In Evenwel, Will the Court Consider Whether States Must Base Districts on Equal Numbers of People?

In a Scotus blog contribution to a Symposium on the Evenwel case shortly after the Court took the case, I suggested that the most interesting question in the case was actually whether the Court would engage the issue of whether the Constitution should be understood to require that States use total population as the metric for one-person, one-vote purposes. That issue might fairly be considered within the scope of the Question Presented, given how closely bound up it is with the question of what the proper baseline is for determining compliance with one-vote, one-person for state and local election districts. At least three amicus briefs do indeed press the position that the Fourteenth Amendment should be understood to require total population as the standard for state and local districts, as it is for congressional districts (look for the amicus briefs, here, for Common Cause, for the County and City of Los Angeles and other major urban areas, and for the DNC). But none of these amici asked the Court for argument time to address this issue.

The United States, which will argue as an amicus, comes very close to endorsing this position, but does not push the Court to address the issue. The United States devotes five pages of its brief to laying out the central reasons total population ought to be the constitutional baseline. Thus, the United States argues:

Adopting Texas’s hypothetical approach risks rendering residents of this country who are ineligible, unwilling, or unable to vote as invisible or irrelevant to our system of representative democracy. But this Court has recognized in a variety of contexts that elected officials are responsible to the popular will and represent their entire constituency, including those who do not vote. . . Equalizing total population across legislative districts ensures that our system of representative government provides equal representation to all people.

Similarly, the United States argues that a requirement that States use total population in districting would protect against at least one form of gerrymandering:

Allowing States to choose which populations to equalize for Equal Protection analysis would have other unfortunate consequences. It would, for example, exacerbate existing redistricting problems—problems this Court has recognized—by multiplying the opportunities for gerrymandering and other political gamesmanship that entrenches incumbents and excludes particular groups from full participation in the political process.

But the United States stops just short of urging the Court to require States to use total population. Instead, the United States suggests the Court need not reach this question in order to uphold the redistricting plan at issue. But Texas does urge the Court to go beyond just upholding this plan; Texas presses the Court to declare that it would be constitutional for Texas also to redistrict based on equalizing some (unspecified) measure of voter population, rather than total persons. Texas, in other words, asks the Court to resolve not just this case, but to determine the general constitutional standard that governs State redistricting.

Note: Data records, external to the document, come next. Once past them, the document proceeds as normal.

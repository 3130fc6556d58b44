use glam::Vec3;

#[derive(Copy, Clone, Debug, PartialEq)]
pub struct Aabb {
    pub min: Vec3,
    pub max: Vec3,
}

impl Aabb {
    pub fn new(min: Vec3, max: Vec3) -> Self {
        Self {
            min: min.min(max),
            max: min.max(max),
        }
    }

    pub fn center(&self) -> Vec3 {
        (self.min + self.max) * 0.5
    }

    pub fn size(&self) -> Vec3 {
        self.max - self.min
    }

    pub fn contains(&self, p: Vec3) -> bool {
        p.cmpge(self.min).all() && p.cmple(self.max).all()
    }

    /// Point inside the box at per-axis fractions `f` in `[0, 1]`
    pub fn lerp(&self, f: Vec3) -> Vec3 {
        self.min + self.size() * f
    }

    /// Fold a moving point back inside the box, mirroring its velocity on every
    /// axis it crossed.
    pub fn reflect(&self, position: &mut Vec3, velocity: &mut Vec3) {
        for axis in 0..3 {
            let (lo, hi) = (self.min[axis], self.max[axis]);
            if position[axis] < lo {
                position[axis] = (2.0 * lo - position[axis]).min(hi);
                velocity[axis] = velocity[axis].abs();
            } else if position[axis] > hi {
                position[axis] = (2.0 * hi - position[axis]).max(lo);
                velocity[axis] = -velocity[axis].abs();
            }
        }
    }
}
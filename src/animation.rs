use glam::Vec3;

use crate::config::{ArrivalConfig, MapConfig, MotionConfig, SceneConfig, StationStyle, TrainConfig};
use crate::core::{Countdown, InputState};
use crate::scene::{Animatable, SceneGraph};

/// What happened during one tick
#[derive(Debug, Clone, Default, PartialEq)]
pub struct TickReport {
    /// Station indices the train entered this tick
    pub arrivals: Vec<usize>,
    /// Train progress after the tick, if there is a train on a track
    pub progress: Option<f32>,
}

/// Per-frame animation: train travel, arrivals, station pulses, map float,
/// particles, trail, sparks and camera easing.
///
/// Pure state mutation; the only side effect is `log::debug!` on arrivals.
#[derive(Debug, Clone)]
pub struct AnimationDriver {
    train: TrainConfig,
    arrival: ArrivalConfig,
    style: StationStyle,
    map: MapConfig,
    motion: MotionConfig,
    last_arrived: Option<usize>,
    clear_last: Countdown,
}

impl AnimationDriver {
    pub fn new(config: &SceneConfig) -> Self {
        Self {
            train: config.train.clone(),
            arrival: config.arrival.clone(),
            style: config.station_style.clone(),
            map: config.map.clone(),
            motion: config.motion.clone(),
            last_arrived: None,
            clear_last: Countdown::new(config.arrival.clear_delay),
        }
    }

    /// Train speed in loops per second under the current preference
    pub fn effective_speed(&self, input: &InputState) -> f32 {
        if input.reduced_motion {
            self.train.speed * self.motion.reduced_speed_scale
        } else {
            self.train.speed
        }
    }

    /// Multiplier on float and bob amplitudes
    pub fn float_scale(&self, input: &InputState) -> f32 {
        if input.reduced_motion {
            self.motion.reduced_float_scale
        } else {
            1.0
        }
    }

    /// Most recent arrival, cleared a short while after it happened
    pub fn last_arrived(&self) -> Option<usize> {
        self.last_arrived
    }

    pub fn tick(&mut self, graph: &mut SceneGraph, input: &InputState, delta: f32, elapsed: f32) -> TickReport {
        let delta = if delta.is_finite() { delta.max(0.0) } else { 0.0 };
        let speed = self.effective_speed(input);
        let float_scale = self.float_scale(input);

        let SceneGraph {
            track,
            camera,
            entities,
            ..
        } = graph;

        let mut report = TickReport::default();

        // Train first so everything else sees this tick's position
        let mut train_position = None;
        if let Some(curve) = track.as_ref() {
            for entity in entities.iter_mut() {
                if let Animatable::Train(train) = entity {
                    train.progress = wrap_unit(train.progress + speed * delta);
                    let on_track = curve.point_at(train.progress);
                    let ahead = curve.point_at(train.progress + self.train.heading_epsilon);
                    train.orient(ahead - on_track);

                    let bob = (elapsed * self.train.bob_frequency).sin() * self.train.bob_amplitude * float_scale;
                    train.position = on_track + Vec3::Y * bob;
                    for (i, light) in train.headlights.iter_mut().enumerate() {
                        *light = 1.6 + (elapsed * 12.0 + i as f32).sin() * 0.2;
                    }

                    train_position = Some(train.position);
                    report.progress = Some(train.progress);
                }
            }
        }

        for entity in entities.iter_mut() {
            match entity {
                Animatable::Train(_) => {}
                Animatable::Station(station) => {
                    let Some(train_at) = train_position else {
                        continue;
                    };
                    let i = station.index as f32;

                    let level = Vec3::new(station.track_point.x, train_at.y, station.track_point.z);
                    let inside = train_at.distance(level) < self.arrival.threshold;
                    let entered = inside && !station.inside;
                    station.inside = inside;

                    station.pulse = (station.pulse - self.arrival.pulse_decay * delta).max(0.0);
                    if entered {
                        station.pulse = 1.0;
                        report.arrivals.push(station.index);
                    }

                    station.marker_scale = 1.0 + station.pulse * self.arrival.marker_scale_gain;
                    station.light_intensity = self.style.light_base_intensity
                        + (elapsed * 1.8 + i).sin() * self.style.light_wave
                        + station.pulse * self.arrival.light_gain;
                    station.light_position =
                        station.light_base + Vec3::Y * ((elapsed * 2.0 + i).sin() * self.style.light_bob);
                }
                Animatable::MapGroup(map) => {
                    map.y = self.map.base_y
                        + (elapsed * self.map.float_frequency).sin() * self.map.float_amplitude * float_scale;
                    map.tilt =
                        (elapsed * self.map.tilt_frequency).sin() * self.map.tilt_amplitude * float_scale;
                    map.track_emissive = 0.55 + (elapsed * 1.5).sin() * 0.12;
                    map.rail_glow_opacity = 0.25 + (elapsed * 2.0).sin() * 0.08;
                }
                Animatable::Particles(field) => field.step(delta),
                Animatable::Trail(trail) => {
                    if let Some(train_at) = train_position {
                        trail.record(train_at);
                    }
                }
                Animatable::Sparks(sparks) => sparks.step(delta),
            }
        }

        if self.clear_last.tick(delta) {
            self.last_arrived = None;
        }
        if let Some(&index) = report.arrivals.last() {
            self.arrive(entities, index);
        }

        camera.set_aspect(input.viewport.aspect());
        camera.set_pointer(input.pointer);
        camera.ease(delta);

        report
    }

    fn arrive(&mut self, entities: &mut [Animatable], index: usize) {
        let station = entities.iter().find_map(|e| match e {
            Animatable::Station(s) if s.index == index => Some((s.marker, s.color, s.name.clone())),
            _ => None,
        });
        let Some((origin, color, name)) = station else {
            return;
        };

        log::debug!("Train arrived at {name}");
        for entity in entities.iter_mut() {
            if let Animatable::Sparks(sparks) = entity {
                sparks.emit(origin, color);
            }
        }
        self.last_arrived = Some(index);
        self.clear_last.start();
    }
}

/// `x mod 1` folded into [0, 1). `rem_euclid` can round up to exactly 1.0
/// for tiny negative inputs.
fn wrap_unit(x: f32) -> f32 {
    let wrapped = x.rem_euclid(1.0);
    if wrapped >= 1.0 {
        0.0
    } else {
        wrapped
    }
}

#[cfg(test)]
mod tests {
    use super::*;

    #[test]
    fn wrap_unit_stays_half_open() {
        assert_eq!(wrap_unit(1.0), 0.0);
        assert_eq!(wrap_unit(2.25), 0.25);
        assert!(wrap_unit(-1e-9) < 1.0);
        assert_eq!(wrap_unit(-0.25), 0.75);
    }

    #[test]
    fn reduced_motion_scales() {
        let driver = AnimationDriver::new(&SceneConfig::default());
        let mut input = InputState::default();
        assert_eq!(driver.effective_speed(&input), 0.025);
        assert_eq!(driver.float_scale(&input), 1.0);

        input.reduced_motion = true;
        assert!((driver.effective_speed(&input) - 0.025 * 0.35).abs() < 1e-7);
        assert_eq!(driver.float_scale(&input), 0.4);
    }
}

Given the importance of the Court clarifying the fundamental principle of what one-vote, one-person means, it is unfortunate that none of the lawyers before the Court will be directly arguing that States are required to equalize total populations across districts. From the perspective of judicial minimalism, the Court could indeed simply uphold the plan at issue without reaching the broader issue. But given that Evenwel will force the Court to think carefully for the first time in roughly 50 years about exactly what has to be equalized for purposes of one-person, one-vote, there would be considerable benefit to redistricting authorities throughout the country, in this highly charged area, for the Court to provide clear guidance about an issue as foundational as the metric for determining whether one-vote, one-person has been complied with. In the absence of any counsel appearing for the purposes of arguing that the baseline should be total population, it will be interesting to see whether any of the Justices press this issue.